Recently, tomatoes have been at what must be a record high of about $10.00 per kilo, even more for  certain types.  Now, being raised in the only country to not embrace the metric system, my brain starts to sizzle a little when I try to convert kilos to pounds, but you get what I’m saying- it’s not cheap. (A quick Google search suggests there are about 6 tomatoes in a kilo.)

Even a local Subway shop had a sign up recently reminding customers that, due to the shortage, they may not receive as many tomatoes on their sub as they are used to, and thanks for your patience. While I can’t imagine anyone raging at their local Subway Sandwich Artist over their dissatisfaction over tomato distribution, it was a reminder to me that things everyone takes for granted are in fact finite and our obsession with having all fruits and veg at our fingertips, even out of season, is a recent development and not all natural.

Apparently the reasoning behind this is flooding earlier in the year in the northern areas of Australia in which the tomatoes are grown. (Remember, in the southern hemisphere, north=hot. Yes, I still get a bit boggled by that as well.)

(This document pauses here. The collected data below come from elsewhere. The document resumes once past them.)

impl Harness {
    fn new() -> Self {
        let coordinator = RecordingCoordinator::new();
        let ctx = Context::new(coordinator.clone(), Config::default()).unwrap();
        let display: Display<Dispatcher> = Display::new().unwrap();
        ctx.set_display_handle(display.handle());
        Harness {
            ctx,
            display: RefCell::new(display),
            coordinator,
        }
    }

    fn connect_client(&self) -> (Client, UnixStream) {
        let (server_end, client_end) = UnixStream::pair().unwrap();
        client_end.set_nonblocking(true).unwrap();
        let client = self
            .display
            .borrow_mut()
            .handle()
            .insert_client(server_end, Arc::new(ClientState))
            .unwrap();
        (client, client_end)
    }

    fn surface_for(&self, client: &Client) -> (SurfaceId, WlSurface) {
        let facade = self.ctx.facade();
        let sid = facade.create_surface();
        let surface = client
            .create_resource::<WlSurface, SurfaceId, Dispatcher>(
                &self.display.borrow_mut().handle(),
                3,
                sid,
            )
            .unwrap();
        facade.add_surface(sid, surface.clone());
        (sid, surface)
    }

    fn keyboard_for(&self, client: &Client) -> WlKeyboard {
        let keyboard = client
            .create_resource::<WlKeyboard, (), Dispatcher>(&self.display.borrow_mut().handle(), 5, ())
            .unwrap();
        self.ctx.facade().add_keyboard_resource(keyboard.clone());
        keyboard
    }

    fn data_device_for(&self, client: &Client) -> WlDataDevice {
        let device = client
            .create_resource::<WlDataDevice, (), Dispatcher>(&self.display.borrow_mut().handle(), 3, ())
            .unwrap();
        self.ctx.facade().add_data_device_resource(device.clone());
        device
    }

    fn selection_for(&self, client: &Client, mime_types: &[&str]) -> (WlDataSource, TransferRef) {
        let source = client
            .create_resource::<WlDataSource, DataSourceData, Dispatcher>(
                &self.display.borrow_mut().handle(),
                3,
                DataSourceData::default(),
            )
            .unwrap();
        let transfer = self.ctx.facade().create_transfer(source.clone());
        source
            .data::<DataSourceData>()
            .unwrap()
            .attach_transfer(transfer.clone());
        for mime_type in mime_types {
            self.ctx
                .facade()
                .add_mime_type(&transfer, (*mime_type).into());
        }
        (source, transfer)
    }

    fn shm_buffer(&self, client: &Client, width: i32, height: i32, stride: i32) -> WlBuffer {
        let file = tempfile::tempfile().unwrap();
        file.set_len((stride as u64) * (height as u64)).unwrap();
        let pool = Pool::new(OwnedFd::from(file), (stride * height) as usize).unwrap();
        client
            .create_resource::<WlBuffer, ShmBufferData, Dispatcher>(
                &self.display.borrow_mut().handle(),
                1,
                ShmBufferData::new(pool, 0, width, height, stride, Format::Argb8888),
            )
            .unwrap()
    }

    fn attach(&self, sid: SurfaceId, buffer: &WlBuffer) {
        let (width, height, stride, view) = buffer_contents(buffer).unwrap();
        self.ctx.facade().surface_attach(
            sid,
            Some(buffer.clone()),
            PixelSource {
                width,
                height,
                stride,
                view: Some(view),
            },
        );
    }

    fn frame_callback(&self, client: &Client, sid: SurfaceId) -> WlCallback {
        let callback = client
            .create_resource::<WlCallback, SurfaceId, Dispatcher>(
                &self.display.borrow_mut().handle(),
                1,
                sid,
            )
            .unwrap();
        self.ctx.facade().add_frame_resource(sid, callback.clone());
        callback
    }

    fn shell_surface_for(&self, client: &Client, sid: SurfaceId) -> WlShellSurface {
        let shell_surface = client
            .create_resource::<WlShellSurface, SurfaceId, Dispatcher>(
                &self.display.borrow_mut().handle(),
                1,
                sid,
            )
            .unwrap();
        self.ctx
            .facade()
            .add_shell_surface(sid, SurfaceResource::ShellSurface(shell_surface.clone()));
        shell_surface
    }

    /// Flushes and decodes `(object, opcode)` pairs from a client stream.
    fn messages(&self, stream: &mut UnixStream) -> Vec<(u32, u16)> {
        self.display.borrow_mut().flush_clients().unwrap();

        let mut bytes = Vec::new();
        let mut chunk = [0u8; 4096];
        loop {
            match stream.read(&mut chunk) {
                Ok(0) => break,
                Ok(n) => bytes.extend_from_slice(&chunk[..n]),
                Err(err) if err.kind() == std::io::ErrorKind::WouldBlock => break,
                Err(err) => panic!("reading client stream: {err}"),
            }
        }

        let mut messages = Vec::new();
        let mut cursor = 0;
        while bytes.len() >= cursor + 8 {
            let object = u32::from_ne_bytes(bytes[cursor..cursor + 4].try_into().unwrap());
            let word = u32::from_ne_bytes(bytes[cursor + 4..cursor + 8].try_into().unwrap());
            let opcode = (word & 0xffff) as u16;
            let size = ((word >> 16) as usize).max(8);
            messages.push((object, opcode));
            cursor += size;
        }
        messages
    }
}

I like tomatoes, and might even go as far as to say that I love them. You can taste the sunshine in a nice juicy tomato, and it goes with just about anything. An Italian caprese, inside an omelette, a sandwich accoutrement- tomatoes are the little black dress of the food world. Apparently a great grand-relative of mine used to cut them up and eat them like an apple, with a splash of salt, so maybe being a tomato-phile is genetic.

But at the correct prices, for tomatoes and other produce, I certainly hesitate. It’s easy enough to grow your own produce, especially tomatoes, which don’t need a lot of work.  We used to have a goofy labrador (actually, we’ve had several), who would eat anything that wasn’t nailed down, including the back yard tomato plants. But the ones she somehow managed to miss were always tasty (and free), not to mention the fun of watching the food grow on the vine.

Annie the labrador: gold medal in eating.

When you stop back and think about any fruit or vegetable (or anything not grown or produced here), it’s got a long way to travel, and when it does arrive, it’s not going to be cheap. Australia may be its own continent, but it is still so remote from the rest of the world that all imports, whether it be clothing, manufactured goods, or food, you are going to pay for the privilege. When acts of god, such as storms, floods, or hungry puppies, wreak havoc on your only supply, supply and demand write the rest of the story.

This summer, perhaps a tomato plant or two are in order.